Only the lines from the top of the data through the one with "in page order." are to be written out, each exactly as it stands.

Stored data entries
######

//! Page extraction: grid table markup to doctor records.

use scraper::{ElementRef, Html, Selector};
use tracing::{debug, warn};

use crate::grid::GridSelectors;
use crate::{DirectoryError, DoctorRecord, Result};

/// Minimum number of cells a data row needs: name, specialty, mode, address, phone.
pub const MIN_CELLS: usize = 5;

const NBSP: char = '\u{a0}';

/// One page of the grid after extraction.
#[derive(Debug, Clone, Default)]
pub struct ExtractedPage {
    /// Rows matching the data-row selector, kept or not.
    pub rows: usize,
    /// Well-formed, non-blank rows in page order.
    pub records: Vec<DoctorRecord>,
}

/// Pulls doctor records out of one page of the grid.
#[derive(Debug, Clone)]
pub struct PageExtractor {
    row: Selector,
    cell: Selector,
}

impl PageExtractor {
    /// Builds an extractor from the grid's row and cell selectors.
    pub fn new(selectors: &GridSelectors) -> Result<Self> {
        Ok(Self {
            row: parse_selector(&selectors.data_row)?,
            cell: parse_selector(&selectors.cell)?,
        })
    }

    /// Extracts every well-formed row of the page.
    ///
    /// Rows with fewer than [`MIN_CELLS`] cells are skipped with a warning,
    /// and rows whose five directory cells are all empty are dropped. An
    /// empty result is not an error; the caller decides what it means.
    pub fn extract(&self, markup: &str) -> Vec<DoctorRecord> {
        self.extract_page(markup).records
    }

    /// Like [`extract`](Self::extract), also reporting how many data rows
    /// the page carried before skipping and dropping.
    pub fn extract_page(&self, markup: &str) -> ExtractedPage {
        let document = if markup.contains("<table") {
            Html::parse_document(markup)
        } else {
            // Bare rows are discarded by the HTML parser outside a table context.
            Html::parse_document(&format!("<table>{}</table>", markup))
        };

        let mut page = ExtractedPage::default();
        for (index, row) in document.select(&self.row).enumerate() {
            page.rows += 1;
            let cells: Vec<ElementRef> = row.select(&self.cell).collect();
            if cells.len() < MIN_CELLS {
                warn!(
                    "Row {} skipped, expected {}+ cells, found {}",
                    index + 1,
                    MIN_CELLS,
                    cells.len()
                );
                continue;
            }

            let record = DoctorRecord {
                full_name: cell_text(&cells[0]),
                specialty: cell_text(&cells[1]),
                practice_mode: cell_text(&cells[2]),
                address: cell_text(&cells[3]),
                phone: phone_text(&cells[4]),
                region: String::new(),
            };

            if record.is_blank() {
                debug!("Row {} has no directory data, dropping", index + 1);
                continue;
            }
            page.records.push(record);
        }

        page
    }
}

fn parse_selector(css: &str) -> Result<Selector> {
    Selector::parse(css)
        .map_err(|e| DirectoryError::Parse(format!("Failed to parse selector '{}': {:?}", css, e)))
}

fn raw_text(cell: &ElementRef) -> String {
    cell.text().collect::<String>()
}

/// Cell text with non-breaking spaces turned into ordinary spaces.
fn cell_text(cell: &ElementRef) -> String {
    raw_text(cell).replace(NBSP, " ").trim().to_string()
}

/// Phone numbers drop non-breaking spaces entirely.
fn phone_text(cell: &ElementRef) -> String {
    raw_text(cell).replace(NBSP, "").trim().to_string()
}

#[cfg(test)]
mod tests {
    use super::*;

    fn extractor() -> PageExtractor {
        PageExtractor::new(&GridSelectors::default()).unwrap()
    }

    fn row(cells: &[&str]) -> String {
        let tds: String = cells
            .iter()
            .map(|c| format!(r#"<td class="dxgv">{}</td>"#, c))
            .collect();
        format!(r#"<tr class="dxgvDataRow_MetropolisBlue">{}</tr>"#, tds)
    }

    #[test]
    fn test_extract_full_row() {
        let html = format!(
            "<table><tbody>{}</tbody></table>",
            row(&[
                "Dr Amal Trabelsi",
                "Cardiologie",
                "Médecin de Libre Pratique",
                "12 Rue de Rome, Tunis",
                "71 000 111"
            ])
        );
        let records = extractor().extract(&html);
        assert_eq!(records.len(), 1);
        assert_eq!(records[0].full_name, "Dr Amal Trabelsi");
        assert_eq!(records[0].specialty, "Cardiologie");
        assert_eq!(records[0].practice_mode, "Médecin de Libre Pratique");
        assert_eq!(records[0].phone, "71 000 111");
        assert_eq!(records[0].region, "");
    }

    #[test]
    fn test_extract_bare_rows_without_table() {
        let html = format!("<tbody>{}</tbody>", row(&["A", "B", "C", "D", "E"]));
        let records = extractor().extract(&html);
        assert_eq!(records.len(), 1);
        assert_eq!(records[0].full_name, "A");
    }

    #[test]
    fn test_extract_skips_short_row() {
        let html = format!(
            "<table>{}{}</table>",
            row(&["Only", "Three", "Cells"]),
            row(&["Sami", "ORL", "Libre", "Sfax", "74 111 222"])
        );
        let records = extractor().extract(&html);
        assert_eq!(records.len(), 1);
        assert_eq!(records[0].full_name, "Sami");
    }

    #[test]
    fn test_extract_nbsp_in_address_becomes_space() {
        let html = format!(
            "<table>{}</table>",
            row(&["Nour", "Pédiatrie", "Libre", "Avenue&nbsp;Habib&nbsp;Bourguiba", "70&nbsp;123&nbsp;456"])
        );
        let records = extractor().extract(&html);
        assert_eq!(records[0].address, "Avenue Habib Bourguiba");
        assert!(!records[0].address.contains('\u{a0}'));
        assert_eq!(records[0].phone, "70123456");
    }

    #[test]
    fn test_extract_trims_and_empties_nbsp_only_cells() {
        let html = format!(
            "<table>{}</table>",
            row(&["  Karim  ", "Dermatologie", "Libre", "&nbsp;", "&nbsp;"])
        );
        let records = extractor().extract(&html);
        assert_eq!(records[0].full_name, "Karim");
        assert_eq!(records[0].address, "");
        assert_eq!(records[0].phone, "");
    }

    #[test]
    fn test_extract_drops_blank_rows() {
        let html = format!(
            "<table>{}</table>",
            row(&["&nbsp;", " ", "", "&nbsp;", ""])
        );
        assert!(extractor().extract(&html).is_empty());
    }

    #[test]
    fn test_extract_page_counts_rows_before_dropping() {
        let html = format!(
            "<table>{}{}{}</table>",
            row(&["&nbsp;", "", "", "", ""]),
            row(&["Short", "Row"]),
            row(&["Rim", "B", "C", "D", "E"])
        );
        let page = extractor().extract_page(&html);
        assert_eq!(page.rows, 3);
        assert_eq!(page.records.len(), 1);

        let blank_only = format!("<table>{}</table>", row(&["", "", "", "", ""]));
        let page = extractor().extract_page(&blank_only);
        assert_eq!(page.rows, 1);
        assert!(page.records.is_empty());

        assert_eq!(extractor().extract_page("<table></table>").rows, 0);
    }

    #[test]
    fn test_extract_ignores_non_data_rows() {
        let html = format!(
            r#"<table><tr class="dxgvHeader"><td class="dxgv">Nom</td></tr>{}</table>"#,
            row(&["A", "B", "C", "D", "E"])
        );
        assert_eq!(extractor().extract(&html).len(), 1);
    }

    #[test]
    fn test_extract_nested_markup_in_cell() {
        let html = format!(
            "<table>{}</table>",
            row(&["<span>Dr</span> <b>Hedi</b>", "B", "C", "D", "E"])
        );
        assert_eq!(extractor().extract(&html)[0].full_name, "Dr Hedi");
    }

    #[test]
    fn test_extract_empty_page() {
        assert!(extractor().extract("<table></table>").is_empty());
        assert!(extractor().extract("").is_empty());
    }

    #[test]
    fn test_extract_preserves_row_order() {
        let html = format!(
            "<table>{}{}{}</table>",
            row(&["First", "B", "C", "D", "E"]),
            row(&["Second", "B", "C", "D", "E"]),
            row(&["Third", "B", "C", "D", "E"])
        );
        let names: Vec<_> = extractor()
            .extract(&html)
            .into_iter()
            .map(|r| r.full_name)
            .collect();
        assert_eq!(names, vec!["First", "Second", "Third"]);
    }

    #[test]
    fn test_extractor_rejects_bad_selector() {
        let selectors = GridSelectors {
            data_row: "tr[".to_string(),
            ..Default::default()
        };
        assert!(matches!(
            PageExtractor::new(&selectors),
            Err(DirectoryError::Parse(_))
        ));
    }
}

######

§ ANSWER SPACE:
//! Page extraction: grid table markup to doctor records.

use scraper::{ElementRef, Html, Selector};
use tracing::{debug, warn};

use crate::grid::GridSelectors;
use crate::{DirectoryError, DoctorRecord, Result};

/// Minimum number of cells a data row needs: name, specialty, mode, address, phone.
pub const MIN_CELLS: usize = 5;

const NBSP: char = '\u{a0}';

/// One page of the grid after extraction.
#[derive(Debug, Clone, Default)]
pub struct ExtractedPage {
    /// Rows matching the data-row selector, kept or not.
    pub rows: usize,
    /// Well-formed, non-blank rows in page order.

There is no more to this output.